* **WORK INSTRUCTION**: The word "time" occurs in some lines of the data. Return each such line.

* **SUPPLIED MATERIAL**:

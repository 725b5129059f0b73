//! Background indexing against an in-memory catalog.

use std::sync::Arc;
use std::time::Duration;

use tokio::sync::broadcast;
use uuid::Uuid;
use vitrina_core::{CreateItemRequest, EmbeddingVector, ImageEncoder, ItemRepository};
use vitrina_db::MemoryCatalog;
use vitrina_inference::mock::{test_image_png, FailingEncoder, PixelEncoder};
use vitrina_inference::{dhash, EmbeddingExtractor};
use vitrina_jobs::{CatalogIndexer, WorkerConfig, WorkerEvent, WorkerHandle};

const DIM: usize = 16;

fn indexer_with(
    catalog: &MemoryCatalog,
    encoder: Arc<dyn ImageEncoder>,
) -> (CatalogIndexer, WorkerHandle) {
    CatalogIndexer::start(
        Arc::new(catalog.clone()),
        EmbeddingExtractor::new(encoder),
        16,
        WorkerConfig::default().with_max_concurrent(2),
    )
}

async fn new_item(catalog: &MemoryCatalog) -> Uuid {
    catalog
        .insert(CreateItemRequest {
            branch_id: Uuid::nil(),
            name: "Tabriz 3x4".to_string(),
            category: "rugs".to_string(),
            collection: None,
            photo: None,
        })
        .await
        .unwrap()
}

/// Next completed, superseded or failed job event.
async fn next_terminal(events: &mut broadcast::Receiver<WorkerEvent>) -> WorkerEvent {
    tokio::time::timeout(Duration::from_secs(10), async {
        loop {
            match events.recv().await.unwrap() {
                e @ (WorkerEvent::JobCompleted { .. }
                | WorkerEvent::JobSuperseded { .. }
                | WorkerEvent::JobFailed { .. }) => return e,
                _ => continue,
            }
        }
    })
    .await
    .expect("no job finished in time")
}

#[tokio::test]
async fn test_embedding_is_eventually_persisted() {
    let catalog = MemoryCatalog::new();
    let (indexer, handle) = indexer_with(&catalog, Arc::new(PixelEncoder::new(DIM)));
    let mut events = handle.events();
    let id = new_item(&catalog).await;
    let photo = test_image_png(64, 48, 4);

    let receipt = indexer.on_item_saved(id, &photo).await.unwrap();

    // hash is synchronous
    let expected_hash = dhash(&photo).unwrap();
    assert_eq!(receipt.image_hash.as_deref(), Some(expected_hash.as_str()));
    let item = catalog.fetch(id).await.unwrap().unwrap();
    assert_eq!(item.image_hash.as_deref(), Some(expected_hash.as_str()));

    assert!(matches!(
        next_terminal(&mut events).await,
        WorkerEvent::JobCompleted { item_id, .. } if item_id == id
    ));
    let item = catalog.fetch(id).await.unwrap().unwrap();
    let stored = item.primary_embedding(DIM).unwrap().expect("embedding stored");
    assert_eq!(stored.dimension(), DIM);

    handle.shutdown().await.unwrap();
}

#[tokio::test]
async fn test_superseded_job_does_not_overwrite_newer_photo() {
    let catalog = MemoryCatalog::new();
    let encoder = PixelEncoder::new(DIM).with_latency(Duration::from_millis(150));
    let (indexer, handle) = indexer_with(&catalog, Arc::new(encoder));
    let mut events = handle.events();
    let id = new_item(&catalog).await;

    let old_photo = test_image_png(64, 64, 1);
    let new_photo = test_image_png(64, 64, 9);
    let first = indexer.on_item_saved(id, &old_photo).await.unwrap();
    let second = indexer.on_item_saved(id, &new_photo).await.unwrap();
    assert_ne!(first.job_id, second.job_id);

    let mut outcomes = vec![
        next_terminal(&mut events).await,
        next_terminal(&mut events).await,
    ];
    outcomes.sort_by_key(|e| matches!(e, WorkerEvent::JobCompleted { .. }));
    assert!(matches!(
        outcomes[0],
        WorkerEvent::JobSuperseded { job_id, .. } if Some(job_id) == first.job_id
    ));
    assert!(matches!(
        outcomes[1],
        WorkerEvent::JobCompleted { job_id, .. } if Some(job_id) == second.job_id
    ));

    let expected = EmbeddingExtractor::new(Arc::new(PixelEncoder::new(DIM)))
        .try_extract(&new_photo)
        .await
        .unwrap();
    let item = catalog.fetch(id).await.unwrap().unwrap();
    assert_eq!(item.primary_embedding(DIM).unwrap(), Some(expected));

    handle.shutdown().await.unwrap();
}

#[tokio::test]
async fn test_resubmitting_pending_photo_is_deduplicated() {
    let catalog = MemoryCatalog::new();
    let encoder = PixelEncoder::new(DIM).with_latency(Duration::from_millis(100));
    let (indexer, handle) = indexer_with(&catalog, Arc::new(encoder));
    let mut events = handle.events();
    let id = new_item(&catalog).await;
    let photo = test_image_png(32, 32, 3);

    let first = indexer.on_item_saved(id, &photo).await.unwrap();
    let again = indexer.on_item_saved(id, &photo).await.unwrap();
    assert!(again.deduplicated);
    assert_eq!(again.job_id, first.job_id);

    assert!(matches!(
        next_terminal(&mut events).await,
        WorkerEvent::JobCompleted { .. }
    ));
    assert_eq!(indexer.queue().pending_count(), 0);
    handle.shutdown().await.unwrap();
}

#[tokio::test]
async fn test_model_failure_is_reported_on_event_channel_only() {
    let catalog = MemoryCatalog::new();
    let (indexer, handle) = indexer_with(&catalog, Arc::new(FailingEncoder::new(DIM)));
    let mut events = handle.events();
    let id = new_item(&catalog).await;

    let receipt = indexer
        .on_item_saved(id, &test_image_png(32, 32, 2))
        .await
        .unwrap();
    assert!(receipt.image_hash.is_some());
    assert!(receipt.job_id.is_some());

    match next_terminal(&mut events).await {
        WorkerEvent::JobFailed { item_id, error, .. } => {
            assert_eq!(item_id, id);
            assert!(error.contains("unavailable"), "{}", error);
        }
        other => panic!("expected failure, got {:?}", other),
    }
    assert!(!catalog.fetch(id).await.unwrap().unwrap().has_embedding());
    handle.shutdown().await.unwrap();
}

#[tokio::test]
async fn test_undecodable_photo_saves_without_hash() {
    let catalog = MemoryCatalog::new();
    let (indexer, handle) = indexer_with(&catalog, Arc::new(PixelEncoder::new(DIM)));
    let mut events = handle.events();
    let id = new_item(&catalog).await;

    let receipt = indexer.on_item_saved(id, b"not a photo").await.unwrap();
    assert!(receipt.image_hash.is_none());
    assert!(matches!(
        next_terminal(&mut events).await,
        WorkerEvent::JobFailed { .. }
    ));

    let item = catalog.fetch(id).await.unwrap().unwrap();
    assert!(item.image_hash.is_none());
    assert!(!item.has_embedding());
    handle.shutdown().await.unwrap();
}

#[tokio::test]
async fn test_unreadable_replacement_photo_clears_previous_data() {
    let catalog = MemoryCatalog::new();
    let (indexer, handle) = indexer_with(&catalog, Arc::new(PixelEncoder::new(DIM)));
    let mut events = handle.events();
    let id = new_item(&catalog).await;

    indexer
        .on_item_saved(id, &test_image_png(48, 48, 2))
        .await
        .unwrap();
    assert!(matches!(
        next_terminal(&mut events).await,
        WorkerEvent::JobCompleted { .. }
    ));
    let item = catalog.fetch(id).await.unwrap().unwrap();
    assert!(item.has_embedding());
    assert!(item.image_hash.is_some());

    let receipt = indexer.on_item_saved(id, b"junk").await.unwrap();
    assert!(receipt.image_hash.is_none());
    // cleared before the hook returns
    let item = catalog.fetch(id).await.unwrap().unwrap();
    assert!(item.image_hash.is_none());
    assert!(!item.has_embedding());

    assert!(matches!(
        next_terminal(&mut events).await,
        WorkerEvent::JobFailed { .. }
    ));
    let item = catalog.fetch(id).await.unwrap().unwrap();
    assert!(item.image_hash.is_none());
    assert!(!item.has_embedding());
    handle.shutdown().await.unwrap();
}

#[tokio::test]
async fn test_failed_embedding_of_new_photo_clears_old_embedding() {
    let catalog = MemoryCatalog::new();
    let (indexer, handle) = indexer_with(&catalog, Arc::new(FailingEncoder::new(DIM)));
    let mut events = handle.events();
    let id = new_item(&catalog).await;
    let old = EmbeddingVector::new(vec![1.0; DIM]).unwrap();
    catalog.set_primary_embedding(id, &old).await.unwrap();

    let new_photo = test_image_png(48, 48, 6);
    let receipt = indexer.on_item_saved(id, &new_photo).await.unwrap();
    assert_eq!(receipt.image_hash, Some(dhash(&new_photo).unwrap()));

    assert!(matches!(
        next_terminal(&mut events).await,
        WorkerEvent::JobFailed { .. }
    ));
    let item = catalog.fetch(id).await.unwrap().unwrap();
    assert!(!item.has_embedding());
    assert_eq!(item.image_hash, receipt.image_hash);
    handle.shutdown().await.unwrap();
}

#[tokio::test]
async fn test_resubmission_after_shutdown_is_not_deduplicated() {
    let catalog = MemoryCatalog::new();
    let encoder = PixelEncoder::new(DIM).with_latency(Duration::from_millis(100));
    let (indexer, handle) = indexer_with(&catalog, Arc::new(encoder));
    let id = new_item(&catalog).await;
    let photo = test_image_png(32, 32, 4);

    indexer.on_item_saved(id, &photo).await.unwrap();
    handle.shutdown().await.unwrap();
    assert_eq!(indexer.queue().pending_count(), 0);

    let again = indexer.on_item_saved(id, &photo).await.unwrap();
    assert!(!again.deduplicated);
    assert!(again.job_id.is_none());
}

#[tokio::test]
async fn test_photo_removal_clears_embedding() {
    let catalog = MemoryCatalog::new();
    let (indexer, handle) = indexer_with(&catalog, Arc::new(PixelEncoder::new(DIM)));
    let mut events = handle.events();
    let id = new_item(&catalog).await;

    indexer
        .on_item_saved(id, &test_image_png(32, 32, 5))
        .await
        .unwrap();
    next_terminal(&mut events).await;
    assert!(catalog.fetch(id).await.unwrap().unwrap().has_embedding());

    indexer.on_photo_removed(id).await.unwrap();
    let item = catalog.fetch(id).await.unwrap().unwrap();
    assert!(!item.has_embedding());
    assert!(item.image_hash.is_none());
    handle.shutdown().await.unwrap();
}

#[tokio::test]
async fn test_unknown_item_is_an_error() {
    let catalog = MemoryCatalog::new();
    let (indexer, handle) = indexer_with(&catalog, Arc::new(PixelEncoder::new(DIM)));
    assert!(indexer
        .on_item_saved(Uuid::new_v4(), &test_image_png(16, 16, 1))
        .await
        .is_err());
    handle.shutdown().await.unwrap();
}

#[tokio::test]
async fn test_inline_compute_persists_embedding() {
    let catalog = MemoryCatalog::new();
    let (indexer, handle) = indexer_with(&catalog, Arc::new(PixelEncoder::new(DIM)));
    let id = new_item(&catalog).await;

    let embedding = indexer
        .compute_primary_embedding(id, &test_image_png(40, 30, 8))
        .await
        .unwrap();
    let item = catalog.fetch(id).await.unwrap().unwrap();
    assert_eq!(item.primary_embedding(DIM).unwrap(), Some(embedding));

    assert!(indexer
        .compute_primary_embedding(id, b"junk")
        .await
        .is_err());
    handle.shutdown().await.unwrap();
}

* **RESULT OF THIS TASK**:
use std::time::Duration;
    tokio::time::timeout(Duration::from_secs(10), async {
    .expect("no job finished in time")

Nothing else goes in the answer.